If reading Greenwald in full is worth it, that's a first.
Greenwald should definitely be read in full. Greenwald has a New York Times Best Selling Book on the Bush Administration and its abuses of power. And he has one of the most-read blogs on the Interent, after 9 months of blogging. And Senators read from his blog at Senate hearings and his posts lead to front-page news stories in major newspapers.
Yeah, Greenwald is totally right here.
This is some of Greenwald's best work, which is amazing because his writing is always top-notch.
The local Green Party seem to be the only left-wingers around here who seem to still be anti-war. All the Democrats seem to be spinelessly towing the line of Obama's militarism.
Locally, the self-described lefties have completely forgotten to be anti-war now that their guy is at the helm.
For example, when GWB was in office, every car, lightpole, etc. in my downtown area was covered in anti-war, peace, end of an error (you've seen them, I'm sure) bumper stickers. There were banners with the war dead count on several homes. Now, nothing. I told my kids I'd pay them $10 for every anti-war sticker they could find. I haven't paid out even once.
These same folks who spent their every breath bashing GWB are now either completely silent or worse, attempt to justify every war move Obama makes. It's sickening.
In my experience, the people who stay consistently angry about war are often the ones who like Latin America dictators and are worse on economics than Greenwald or any Gawker writer could dream of being. It is very frustrating for the anti-war libertarian.
Likely a quote his supporters haven't seen, but here's Glenn Greenwald DEFINING terrorism:
"I mean, every person has their own definition of terrorism. The definition I use would include probably a lot more things than you would include, but I would include things like sending people to blow themselves up in pizza parlors and buses inside Israel to be acts of terrorism, sure."
-- Glenn Greenwald being interviewed by Hugh Hewitt on 1/8/09
I guess the word "terrorism" does have meaning to Greenwald. He doesn't define it specifically, but proffers that what most people call terrorism, he calls terrorism. So is the word meaningless or not? And if it is, why does he use it? It's true that it's often manipulated, but that doesn't make it meaningless. Glenn offered a definition, thereby rendering his entire point... meaningless.
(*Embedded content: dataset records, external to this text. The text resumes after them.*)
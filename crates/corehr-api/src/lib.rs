//! # corehr-api
//!
//! HTTP API layer for CoreHR using Axum: application state, request and
//! response DTOs, error mapping, the guard and audit middleware, and the
//! route table.

pub mod dto;
pub mod error;
pub mod extractors;
pub mod handlers;
pub mod middleware;
pub mod router;
pub mod state;

pub use state::AppState;
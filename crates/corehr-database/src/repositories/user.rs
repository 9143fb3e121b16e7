//! PostgreSQL credential store implementation.

use async_trait::async_trait;
use sqlx::PgPool;
use uuid::Uuid;

use corehr_core::error::{AppError, ErrorKind};
use corehr_core::result::AppResult;
use corehr_core::traits::CredentialStore;
use corehr_core::types::pagination::{PageRequest, PageResponse};
use corehr_entity::token::{PasswordResetToken, RefreshToken};
use corehr_entity::user::{NewUser, User, UserUpdate};

/// Credential store backed by PostgreSQL.
#[derive(Debug, Clone)]
pub struct PgCredentialStore {
    pool: PgPool,
}

impl PgCredentialStore {
    /// Create a new store on the given pool.
    pub fn new(pool: PgPool) -> Self {
        Self { pool }
    }
}

#[async_trait]
impl CredentialStore for PgCredentialStore {
    async fn find_by_email(&self, email: &str) -> AppResult<Option<User>> {
        sqlx::query_as::<_, User>("SELECT * FROM users WHERE LOWER(email) = LOWER($1)")
            .bind(email)
            .fetch_optional(&self.pool)
            .await
            .map_err(|e| {
                AppError::with_source(ErrorKind::Database, "Failed to find user by email", e)
            })
    }

    async fn find_by_id(&self, id: Uuid) -> AppResult<Option<User>> {
        sqlx::query_as::<_, User>("SELECT * FROM users WHERE id = $1")
            .bind(id)
            .fetch_optional(&self.pool)
            .await
            .map_err(|e| AppError::with_source(ErrorKind::Database, "Failed to find user by id", e))
    }

    async fn create(&self, data: &NewUser) -> AppResult<User> {
        sqlx::query_as::<_, User>(
            "INSERT INTO users (name, email, password_hash, role, is_active, employee_id) \
             VALUES ($1, $2, $3, $4, $5, $6) \
             RETURNING *",
        )
        .bind(&data.name)
        .bind(&data.email)
        .bind(&data.password_hash)
        .bind(data.role)
        .bind(data.is_active)
        .bind(data.employee_id)
        .fetch_one(&self.pool)
        .await
        .map_err(|e| match e {
            sqlx::Error::Database(ref db_err) if db_err.constraint() == Some("users_email_key") => {
                AppError::conflict("Email is already in use")
            }
            _ => AppError::with_source(ErrorKind::Database, "Failed to create user", e),
        })
    }

    async fn update(&self, id: Uuid, data: &UserUpdate) -> AppResult<User> {
        sqlx::query_as::<_, User>(
            "UPDATE users SET name = COALESCE($2, name), \
                              email = COALESCE($3, email), \
                              role = COALESCE($4, role), \
                              is_active = COALESCE($5, is_active), \
                              last_login_at = COALESCE($6, last_login_at), \
                              updated_at = NOW() \
             WHERE id = $1 RETURNING *",
        )
        .bind(id)
        .bind(&data.name)
        .bind(&data.email)
        .bind(data.role)
        .bind(data.is_active)
        .bind(data.last_login_at)
        .fetch_optional(&self.pool)
        .await
        .map_err(|e| AppError::with_source(ErrorKind::Database, "Failed to update user", e))?
        .ok_or_else(|| AppError::not_found(format!("User {id} not found")))
    }

    async fn list(&self, page: &PageRequest) -> AppResult<PageResponse<User>> {
        let total: i64 = sqlx::query_scalar("SELECT COUNT(*) FROM users")
            .fetch_one(&self.pool)
            .await
            .map_err(|e| AppError::with_source(ErrorKind::Database, "Failed to count users", e))?;

        let users = sqlx::query_as::<_, User>(
            "SELECT * FROM users ORDER BY created_at DESC LIMIT $1 OFFSET $2",
        )
        .bind(page.limit() as i64)
        .bind(page.offset() as i64)
        .fetch_all(&self.pool)
        .await
        .map_err(|e| AppError::with_source(ErrorKind::Database, "Failed to list users", e))?;

        Ok(PageResponse::new(
            users,
            page.page,
            page.page_size,
            total as u64,
        ))
    }

    async fn find_by_refresh_token(&self, token: &str) -> AppResult<Option<RefreshToken>> {
        sqlx::query_as::<_, RefreshToken>("SELECT * FROM refresh_tokens WHERE token = $1")
            .bind(token)
            .fetch_optional(&self.pool)
            .await
            .map_err(|e| {
                AppError::with_source(ErrorKind::Database, "Failed to find refresh token", e)
            })
    }

    async fn save_refresh_token(&self, record: &RefreshToken) -> AppResult<()> {
        sqlx::query(
            "INSERT INTO refresh_tokens (token, user_id, expires_at, created_at) \
             VALUES ($1, $2, $3, $4)",
        )
        .bind(&record.token)
        .bind(record.user_id)
        .bind(record.expires_at)
        .bind(record.created_at)
        .execute(&self.pool)
        .await
        .map_err(|e| {
            AppError::with_source(ErrorKind::Database, "Failed to save refresh token", e)
        })?;
        Ok(())
    }

    async fn invalidate_refresh_token(&self, token: &str) -> AppResult<()> {
        sqlx::query("DELETE FROM refresh_tokens WHERE token = $1")
            .bind(token)
            .execute(&self.pool)
            .await
            .map_err(|e| {
                AppError::with_source(ErrorKind::Database, "Failed to invalidate refresh token", e)
            })?;
        Ok(())
    }

    async fn invalidate_refresh_tokens_for_user(&self, user_id: Uuid) -> AppResult<u64> {
        let result = sqlx::query("DELETE FROM refresh_tokens WHERE user_id = $1")
            .bind(user_id)
            .execute(&self.pool)
            .await
            .map_err(|e| {
                AppError::with_source(
                    ErrorKind::Database,
                    "Failed to invalidate user refresh tokens",
                    e,
                )
            })?;
        Ok(result.rows_affected())
    }

    async fn rotate_refresh_token(
        &self,
        old_token: &str,
        new_record: &RefreshToken,
    ) -> AppResult<()> {
        let mut tx = self.pool.begin().await.map_err(|e| {
            AppError::with_source(ErrorKind::Database, "Failed to begin rotation", e)
        })?;

        let deleted = sqlx::query("DELETE FROM refresh_tokens WHERE token = $1")
            .bind(old_token)
            .execute(&mut *tx)
            .await
            .map_err(|e| {
                AppError::with_source(ErrorKind::Database, "Failed to delete rotated token", e)
            })?;

        // Someone else consumed the token between lookup and rotation —
        // the caller treats this as reuse.
        if deleted.rows_affected() == 0 {
            return Err(AppError::not_found("Refresh token not found"));
        }

        sqlx::query(
            "INSERT INTO refresh_tokens (token, user_id, expires_at, created_at) \
             VALUES ($1, $2, $3, $4)",
        )
        .bind(&new_record.token)
        .bind(new_record.user_id)
        .bind(new_record.expires_at)
        .bind(new_record.created_at)
        .execute(&mut *tx)
        .await
        .map_err(|e| {
            AppError::with_source(ErrorKind::Database, "Failed to insert rotated token", e)
        })?;

        tx.commit().await.map_err(|e| {
            AppError::with_source(ErrorKind::Database, "Failed to commit rotation", e)
        })?;

        Ok(())
    }

    async fn save_password_reset_token(&self, record: &PasswordResetToken) -> AppResult<()> {
        let mut tx = self.pool.begin().await.map_err(|e| {
            AppError::with_source(ErrorKind::Database, "Failed to begin reset-token save", e)
        })?;

        // At most one active reset token per user.
        sqlx::query("DELETE FROM password_reset_tokens WHERE user_id = $1")
            .bind(record.user_id)
            .execute(&mut *tx)
            .await
            .map_err(|e| {
                AppError::with_source(ErrorKind::Database, "Failed to clear prior reset tokens", e)
            })?;

        sqlx::query(
            "INSERT INTO password_reset_tokens (token, user_id, expires_at, created_at) \
             VALUES ($1, $2, $3, $4)",
        )
        .bind(&record.token)
        .bind(record.user_id)
        .bind(record.expires_at)
        .bind(record.created_at)
        .execute(&mut *tx)
        .await
        .map_err(|e| {
            AppError::with_source(ErrorKind::Database, "Failed to save reset token", e)
        })?;

        tx.commit().await.map_err(|e| {
            AppError::with_source(ErrorKind::Database, "Failed to commit reset-token save", e)
        })?;

        Ok(())
    }

    async fn find_by_password_reset_token(
        &self,
        token: &str,
    ) -> AppResult<Option<PasswordResetToken>> {
        sqlx::query_as::<_, PasswordResetToken>(
            "SELECT * FROM password_reset_tokens WHERE token = $1 AND expires_at > NOW()",
        )
        .bind(token)
        .fetch_optional(&self.pool)
        .await
        .map_err(|e| AppError::with_source(ErrorKind::Database, "Failed to find reset token", e))
    }

    async fn remove_password_reset_token(&self, user_id: Uuid) -> AppResult<()> {
        sqlx::query("DELETE FROM password_reset_tokens WHERE user_id = $1")
            .bind(user_id)
            .execute(&self.pool)
            .await
            .map_err(|e| {
                AppError::with_source(ErrorKind::Database, "Failed to remove reset token", e)
            })?;
        Ok(())
    }

    async fn update_password(&self, user_id: Uuid, password_hash: &str) -> AppResult<()> {
        let result =
            sqlx::query("UPDATE users SET password_hash = $2, updated_at = NOW() WHERE id = $1")
                .bind(user_id)
                .bind(password_hash)
                .execute(&self.pool)
                .await
                .map_err(|e| {
                    AppError::with_source(ErrorKind::Database, "Failed to update password", e)
                })?;

        if result.rows_affected() == 0 {
            return Err(AppError::not_found(format!("User {user_id} not found")));
        }
        Ok(())
    }

    async fn save_two_factor_secret(&self, user_id: Uuid, secret: &str) -> AppResult<()> {
        let result =
            sqlx::query("UPDATE users SET two_factor_secret = $2, updated_at = NOW() WHERE id = $1")
                .bind(user_id)
                .bind(secret)
                .execute(&self.pool)
                .await
                .map_err(|e| {
                    AppError::with_source(ErrorKind::Database, "Failed to save 2FA secret", e)
                })?;

        if result.rows_affected() == 0 {
            return Err(AppError::not_found(format!("User {user_id} not found")));
        }
        Ok(())
    }

    async fn enable_two_factor(&self, user_id: Uuid) -> AppResult<()> {
        let result = sqlx::query(
            "UPDATE users SET two_factor_enabled = TRUE, updated_at = NOW() WHERE id = $1",
        )
        .bind(user_id)
        .execute(&self.pool)
        .await
        .map_err(|e| AppError::with_source(ErrorKind::Database, "Failed to enable 2FA", e))?;

        if result.rows_affected() == 0 {
            return Err(AppError::not_found(format!("User {user_id} not found")));
        }
        Ok(())
    }
}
Typical mendacious hypocrisy from Greenwald
And for the record, how many Pakistanis, Iraqis, Afghanis, Tanzanians, Kenyans, etc., etc, have been killed by militants in bombings, shootings, and suicide attacks? Think I'm on solid ground when I state that number is a whole lot more than 2400.
Finally, to paraphrase Nolan:
Do you know what is worse than having your dead body urinated upon? Being killed. Being shot. Being bombed. Having your limbs blown off. Having your house incinerated by a militant car bomb that you don't see until it explodes. Having your children blown up in their beds. Having your spouse killed. Having your spouse, brother, child beheaded. Having your hometown destroyed. Being displaced. Becoming a refugee. Having your entire life destroyed as a consequence of political forces far, far beyond your control.
Ya see, just change the actor and it's the same.
The only difference between people like Greenwald, Nolan, Lucy Steigerwald and myself is that I haven't closed my eyes to the well-documented atrocities committed by thugs like those alleged militants the Marines are stupidly urinating on.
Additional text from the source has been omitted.